The good news

The Food and Drug Administration (FDA) granted accelerated approval to telisotuzumab vedotin-tllv, a c-MET-directed antibody drug conjugate, for adults with locally advanced or metastatic, non-squamous non-small cell lung cancer (NSCLC) with high c-MET protein overexpression, who have received a prior therapy.

Why it’s important

An antibody drug conjugate (ADC) is like a “guided missile.”  It is composed of an antibody that binds to a “target” on the cancer cell. The ADC is then taken up by the cancer cell. Inside the cell, a “linker” connecting the antibody to the chemotherapy (payload) is broken and the treatment is released. 

ADCs aim to deliver a concentrated dose of chemotherapy directly to cancer cells, minimizing damage to healthy cells. In the case of telisotuzumab the target is c-MET. The c-MET protein, also known as hepatocyte growth factor receptor, plays a crucial role in cell growth and development. Abnormal c-MET contributes to tumor progression and metastatic tumor activity, and it is associated with resistance to treatment. Increased (overexpression) of c-MET is present in up to 50% of patients with NSCLC.
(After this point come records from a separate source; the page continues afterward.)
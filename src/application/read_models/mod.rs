//! Read models for CQRS-lite pattern
//!
//! View-optimized structs giving a denormalized representation of the
//! verified builds, ready for rendering.

pub mod status_table_read_model;
pub mod status_table_read_model_builder;

pub use status_table_read_model::{ImageRowView, StatusTableReadModel};
pub use status_table_read_model_builder::StatusTableReadModelBuilder;
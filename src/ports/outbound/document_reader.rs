use crate::shared::Result;
use std::path::Path;

/// DocumentReader port for loading the Markdown document to patch
pub trait DocumentReader {
    /// Reads the whole document as UTF-8 text
    ///
    /// # Errors
    /// Returns an error if the file is missing, unreadable or not a regular file
    fn read_document(&self, path: &Path) -> Result<String>;
}
use super::Architecture;
use crate::shared::error::BrokenLink;

/// A planned reachability check of one Dockerfile
#[derive(Debug, Clone, PartialEq, Eq)]
pub struct LinkCheck {
    image: String,
    architecture: Architecture,
    path: String,
    url: String,
}

impl LinkCheck {
    pub fn new(image: String, architecture: Architecture, path: String, url: String) -> Self {
        Self {
            image,
            architecture,
            path,
            url,
        }
    }

    pub fn image(&self) -> &str {
        &self.image
    }

    pub fn architecture(&self) -> Architecture {
        self.architecture
    }

    pub fn path(&self) -> &str {
        &self.path
    }

    pub fn url(&self) -> &str {
        &self.url
    }
}

/// Result of requesting a link
#[derive(Debug, Clone, PartialEq, Eq)]
pub enum LinkOutcome {
    Reachable,
    Broken { reason: String },
}

impl LinkOutcome {
    pub fn is_reachable(&self) -> bool {
        matches!(self, LinkOutcome::Reachable)
    }
}

#[derive(Debug, Clone, PartialEq, Eq)]
pub struct LinkCheckResult {
    pub check: LinkCheck,
    pub outcome: LinkOutcome,
}

impl LinkCheckResult {
    pub fn new(check: LinkCheck, outcome: LinkOutcome) -> Self {
        Self { check, outcome }
    }

    pub fn is_reachable(&self) -> bool {
        self.outcome.is_reachable()
    }
}

/// Aggregate of every link check of a run
///
/// Results are stored in completion order, which is unspecified.
#[derive(Debug, Clone, Default, PartialEq, Eq)]
pub struct VerificationReport {
    results: Vec<LinkCheckResult>,
}

impl VerificationReport {
    pub fn new(results: Vec<LinkCheckResult>) -> Self {
        Self { results }
    }

    pub fn results(&self) -> &[LinkCheckResult] {
        &self.results
    }

    pub fn len(&self) -> usize {
        self.results.len()
    }

    pub fn is_empty(&self) -> bool {
        self.results.is_empty()
    }

    pub fn all_reachable(&self) -> bool {
        self.results.iter().all(LinkCheckResult::is_reachable)
    }

    /// True only when the URL was checked and found reachable
    pub fn is_reachable(&self, url: &str) -> bool {
        self.results
            .iter()
            .any(|result| result.check.url() == url && result.is_reachable())
    }

    pub fn broken(&self) -> Vec<BrokenLink> {
        self.results
            .iter()
            .filter_map(|result| match &result.outcome {
                LinkOutcome::Reachable => None,
                LinkOutcome::Broken { reason } => Some(BrokenLink {
                    image: result.check.image().to_string(),
                    url: result.check.url().to_string(),
                    reason: reason.clone(),
                }),
            })
            .collect()
    }
}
Telisotuzumab was evaluated in multiple cancers in the LUMINOSITY study (NCT03539536). The trial included 84 patients with non-squamous NSCLC and high c-MET protein overexpression who had received prior therapy. The response rate was 35% and the median duration of the response was 7.2 months. The most common side effects were peripheral neuropathy, fatigue, decreased appetite, and edema. Patients also experienced lab abnormalities including decreased blood counts (hemoglobin, lymphocytes) and elevation of liver enzymes and glucose, and decreased sodium, phosphorus, and calcium.  All side effects were manageable.
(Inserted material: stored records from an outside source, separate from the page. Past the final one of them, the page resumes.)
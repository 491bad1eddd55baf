/// Shared kernel - error types, result alias, and file system safety checks
pub mod error;
pub mod result;
pub mod security;

pub use result::Result;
What it means for patients

Telisotuzumab is the first ADC to get FDA approval for the treatment of NSCLC. The indication for treatment is after prior standard therapy. This is an “accelerated approval” which is a mechanism whereby drugs that are seen to have a clinical benefit are made available while awaiting more information from additional clinical trials. The drug company usually will still need to conduct studies to confirm that tumor shrinkage predicts that patients will live longer before full FDA approval is granted.

What to look for

There is a big interest in utilizing ADCs for the treatment of all types of lung cancer. There is much work to be done including: identifying the best targets, developing the best technology to manufacture ADCs to direct their action at cancer cells and not normal tissue, and discovering biomarkers that determine which cancers are most likely to respond to treatment.  Look for more research and clinical trials employing these novel agents in the treatment of lung cancer.